2020 Virtual AIChE Annual Meeting
(106e) The Open Catalyst Project Dataset
Authors
Zachary Ulissi - Presenter, Carnegie Mellon University
  Junwoong Yoon, Carnegie Mellon University
  Kevin Tran, Carnegie Mellon University
  
  Aini Palizhati, Carnegie Mellon University
  Javier Heras-Domingo, Carnegie Mellon University
  Abhishek Das, Georgia Tech
  Devi Parikh, Georgia Tech and Facebook AI Research
  Lowik Chanussot, Facebook AI Research
  Siddharth Goyal, Facebook AI Research
  Caleb Ho, Facebook AI Research
  Thibaut Lavril, Facebook AI Research
  Morgane Riviere, Facebook AI Research
  C. Lawrence Zitnick, Facebook AI Research
      The Open Catalyst Project aims to develop new ML methods and models to accelerate the catalyst simulation process for renewable energy technologies and improve our ability to predict activity/selectivity across catalyst composition.
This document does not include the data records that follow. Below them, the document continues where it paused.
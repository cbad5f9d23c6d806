//! Wire message types.
//!
//! Transport-agnostic: framing belongs to the transport. A client sends one
//! [`Initialize`] followed by any number of [`DataBatch`]es; the server
//! answers with one `Initialized` and a strictly increasing series of
//! `Ack`s, and ends the stream with a single [`Status`].

use bytes::Bytes;
use serde::{Deserialize, Serialize};
use std::collections::BTreeMap;
use std::fmt;

/// Header advertising that the server supports session reuse.
pub const HEADER_REUSE_SESSIONS: &str = "x-ingest-reuse-sessions";

/// Header advertising the largest request the server accepts, in bytes.
pub const HEADER_MAX_RECEIVE_MESSAGE_SIZE: &str = "x-ingest-max-receive-message-size";

/// Out-of-band stream metadata sent by the server before any response.
pub type Headers = BTreeMap<String, String>;

/// Client → server message.
#[derive(Debug, Clone, PartialEq, Eq, Serialize, Deserialize)]
pub enum Request {
    /// Must be the first message of a stream.
    Initialize(Initialize),
    /// A batch of messages.
    DataBatch(DataBatch),
}

impl Request {
    /// Short name used in logs and protocol errors.
    pub fn kind(&self) -> &'static str {
        match self {
            Request::Initialize(_) => "Initialize",
            Request::DataBatch(_) => "DataBatch",
        }
    }
}

/// Session opening request.
#[derive(Debug, Clone, PartialEq, Eq, Default, Serialize, Deserialize)]
pub struct Initialize {
    /// Empty for a new session; set to resume a known one.
    pub session_id: String,
    /// Must match the server's shared secret when one is configured.
    pub shared_secret_key: String,
    /// Session metadata; later duplicates of a name win.
    pub meta: Vec<MetaPair>,
}

/// One session meta entry.
#[derive(Debug, Clone, PartialEq, Eq, Serialize, Deserialize)]
pub struct MetaPair {
    pub name: String,
    pub value: String,
}

impl MetaPair {
    pub fn new(name: impl Into<String>, value: impl Into<String>) -> Self {
        Self {
            name: name.into(),
            value: value.into(),
        }
    }
}

/// A batch of messages as parallel arrays.
#[derive(Debug, Clone, PartialEq, Eq, Default, Serialize, Deserialize)]
pub struct DataBatch {
    pub seq_no: Vec<u64>,
    /// Producer timestamps, microseconds.
    pub timestamp: Vec<u64>,
    pub payload: Vec<Bytes>,
    /// Per-message metadata, column-wise.
    pub meta: Vec<MetaColumn>,
}

impl DataBatch {
    /// Number of messages claimed by the sequence array.
    pub fn len(&self) -> usize {
        self.seq_no.len()
    }

    pub fn is_empty(&self) -> bool {
        self.seq_no.is_empty()
    }

    /// Total payload bytes.
    pub fn payload_bytes(&self) -> usize {
        self.payload.iter().map(Bytes::len).sum()
    }
}

/// One metadata key across a batch, skip-run-length encoded.
///
/// `value[i]` belongs to the i-th message that is not covered by a skip
/// run; `skip_start[j]`/`skip_length[j]` name a run of messages with no
/// value for this key.
#[derive(Debug, Clone, PartialEq, Eq, Default, Serialize, Deserialize)]
pub struct MetaColumn {
    pub key: String,
    pub value: Vec<String>,
    pub skip_start: Vec<u32>,
    pub skip_length: Vec<u32>,
}

/// Server → client message.
#[derive(Debug, Clone, PartialEq, Eq, Serialize, Deserialize)]
pub enum Response {
    /// Sent once, after the downstream session has started.
    Initialized { session_id: String, last_seq_no: u64 },
    /// Everything up to and including `seq_no` is accepted.
    Ack { seq_no: u64 },
}

/// Terminal status codes, numbered like their gRPC counterparts.
#[derive(Debug, Clone, Copy, PartialEq, Eq, Hash, Serialize, Deserialize)]
#[repr(u16)]
pub enum StatusCode {
    Ok = 0,
    Cancelled = 1,
    Unknown = 2,
    InvalidArgument = 3,
    AlreadyExists = 6,
    PermissionDenied = 7,
    ResourceExhausted = 8,
    FailedPrecondition = 9,
    Internal = 13,
    Unavailable = 14,
}

impl StatusCode {
    pub fn as_str(self) -> &'static str {
        match self {
            StatusCode::Ok => "OK",
            StatusCode::Cancelled => "CANCELLED",
            StatusCode::Unknown => "UNKNOWN",
            StatusCode::InvalidArgument => "INVALID_ARGUMENT",
            StatusCode::AlreadyExists => "ALREADY_EXISTS",
            StatusCode::PermissionDenied => "PERMISSION_DENIED",
            StatusCode::ResourceExhausted => "RESOURCE_EXHAUSTED",
            StatusCode::FailedPrecondition => "FAILED_PRECONDITION",
            StatusCode::Internal => "INTERNAL",
            StatusCode::Unavailable => "UNAVAILABLE",
        }
    }
}

impl fmt::Display for StatusCode {
    fn fmt(&self, f: &mut fmt::Formatter<'_>) -> fmt::Result {
        f.write_str(self.as_str())
    }
}

/// The single terminal status of a stream.
#[derive(Debug, Clone, PartialEq, Eq, Serialize, Deserialize)]
pub struct Status {
    pub code: StatusCode,
    pub message: String,
}

impl Status {
    pub fn new(code: StatusCode, message: impl Into<String>) -> Self {
        Self {
            code,
            message: message.into(),
        }
    }

    pub fn ok() -> Self {
        Self::new(StatusCode::Ok, "")
    }

    pub fn cancelled(message: impl Into<String>) -> Self {
        Self::new(StatusCode::Cancelled, message)
    }

    pub fn is_ok(&self) -> bool {
        self.code == StatusCode::Ok
    }
}

impl fmt::Display for Status {
    fn fmt(&self, f: &mut fmt::Formatter<'_>) -> fmt::Result {
        write!(f, "code [{}], message [{}]", self.code, self.message)
    }
}

#[cfg(test)]
mod tests {
    use super::*;

    #[test]
    fn test_status_display() {
        let status = Status::new(StatusCode::FailedPrecondition, "seqNo [5] is stale");
        assert_eq!(
            status.to_string(),
            "code [FAILED_PRECONDITION], message [seqNo [5] is stale]"
        );
        assert!(!status.is_ok());
        assert!(Status::ok().is_ok());
    }

    #[test]
    fn test_status_code_numbering() {
        assert_eq!(StatusCode::Cancelled as u16, 1);
        assert_eq!(StatusCode::FailedPrecondition as u16, 9);
        assert_eq!(StatusCode::Unavailable as u16, 14);
    }

    #[test]
    fn test_batch_payload_bytes() {
        let batch = DataBatch {
            seq_no: vec![1, 2],
            timestamp: vec![10, 20],
            payload: vec![Bytes::from_static(b"abc"), Bytes::from_static(b"de")],
            meta: vec![],
        };
        assert_eq!(batch.len(), 2);
        assert_eq!(batch.payload_bytes(), 5);
    }
}
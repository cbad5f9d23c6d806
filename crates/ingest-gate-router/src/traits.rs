//! Router traits: the abstract interface to the downstream subsystem.

use std::fmt;
use std::str::FromStr;
use std::sync::Arc;

use async_trait::async_trait;
use ingest_gate_core::{SeqItem, SeqNo, SessionId, SessionMeta};

/// Result of starting a downstream session.
#[derive(Debug, Clone, PartialEq, Eq)]
pub enum StartSessionResult {
    /// Session started; the handler has been or will be started.
    Ok,
    /// A session with this id is already running.
    AlreadyStarted,
    /// New-session rate limit reached.
    Throttled,
    /// Any other failure, with a message for the client.
    Error(String),
}

/// How the downstream treats messages of a failed session.
#[derive(Debug, Clone, Copy, PartialEq, Eq, Default)]
pub enum FaultTolerance {
    /// Unacknowledged messages are resent by the client after reconnect.
    #[default]
    ResendOnFailure,
}

/// What the downstream does when its inflight limit is reached.
#[derive(Debug, Clone, Copy, PartialEq, Eq, Default)]
pub enum InflightAction {
    #[default]
    Drop,
    Block,
    Queue,
}

impl InflightAction {
    pub fn as_str(self) -> &'static str {
        match self {
            InflightAction::Drop => "drop",
            InflightAction::Block => "block",
            InflightAction::Queue => "queue",
        }
    }
}

impl fmt::Display for InflightAction {
    fn fmt(&self, f: &mut fmt::Formatter<'_>) -> fmt::Result {
        f.write_str(self.as_str())
    }
}

impl FromStr for InflightAction {
    type Err = String;

    fn from_str(s: &str) -> Result<Self, Self::Err> {
        match s.to_ascii_lowercase().as_str() {
            "drop" => Ok(InflightAction::Drop),
            "block" => Ok(InflightAction::Block),
            "queue" => Ok(InflightAction::Queue),
            other => Err(format!("unknown inflight action [{}]", other)),
        }
    }
}

/// Options passed with [`SessionRouter::start_session`].
#[derive(Debug, Clone, PartialEq, Eq, Default)]
pub struct StartOptions {
    pub fault_tolerance: FaultTolerance,
    /// Skip the new-session rate limit (set for reused session ids).
    pub ignore_rate_limit: bool,
    pub inflight_action: InflightAction,
}

/// Sink for sequenced messages of one downstream session.
///
/// Implementations must take ownership of the whole batch before
/// returning.
pub trait MessageConsumer: Send + Sync {
    fn submit(&self, batch: Vec<SeqItem>);
}

/// Callbacks the router invokes on a started session.
pub trait SessionHandler: Send + Sync {
    /// The downstream is ready; messages above `last_seq_no` are expected.
    fn start(&self, last_seq_no: SeqNo, consumer: Arc<dyn MessageConsumer>);

    /// Everything up to and including `seq_no` is durable downstream.
    fn ack(&self, seq_no: SeqNo);
}

/// The downstream session-routing subsystem.
#[async_trait]
pub trait SessionRouter: Send + Sync {
    /// Start a downstream session.
    ///
    /// On `Ok` the router calls [`SessionHandler::start`], possibly before
    /// returning.
    fn start_session(
        &self,
        id: &SessionId,
        meta: SessionMeta,
        handler: Arc<dyn SessionHandler>,
        options: StartOptions,
    ) -> StartSessionResult;

    /// Stop a downstream session. `force` skips graceful draining.
    async fn stop_session(&self, id: &SessionId, force: bool);
}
To achieve that in the short term we need participation from the ML community in solving key challenges in catalysis. One path to interaction is the development of grand challenge datasets that are representative of common challenges in catalysis, large enough to excite the ML community, and large enough to take advantage of and encourage advances in deep learning models. Similar datasets have had a large impact in small molecule drug discovery, organic photovoltaics, and inorganic crystal structure prediction. We present the first open dataset from this effort on thermochemical intermediates across stable multi-metallic and p-block doped surfaces. This dataset includes full-accuracy DFT calculations across 53 elements and their binary/ternary materials, various low-index facets. Adsorbates span 56 common reaction intermediates with relevance to carbon, oxygen, and nitrogen thermal and electrochemical reactions. Off-equilibrium structures are also generated and included to aid in machine learning force field design and fitting. Collectively, this dataset represents the largest systematic dataset that bridges organic and inorganic chemistry and will enable a new generation of catalyst structure/property relationships. Fixed train/test splits that represent common chemical challenges and an open challenge website will be discussed to encourage competition and buy-in from the ML community.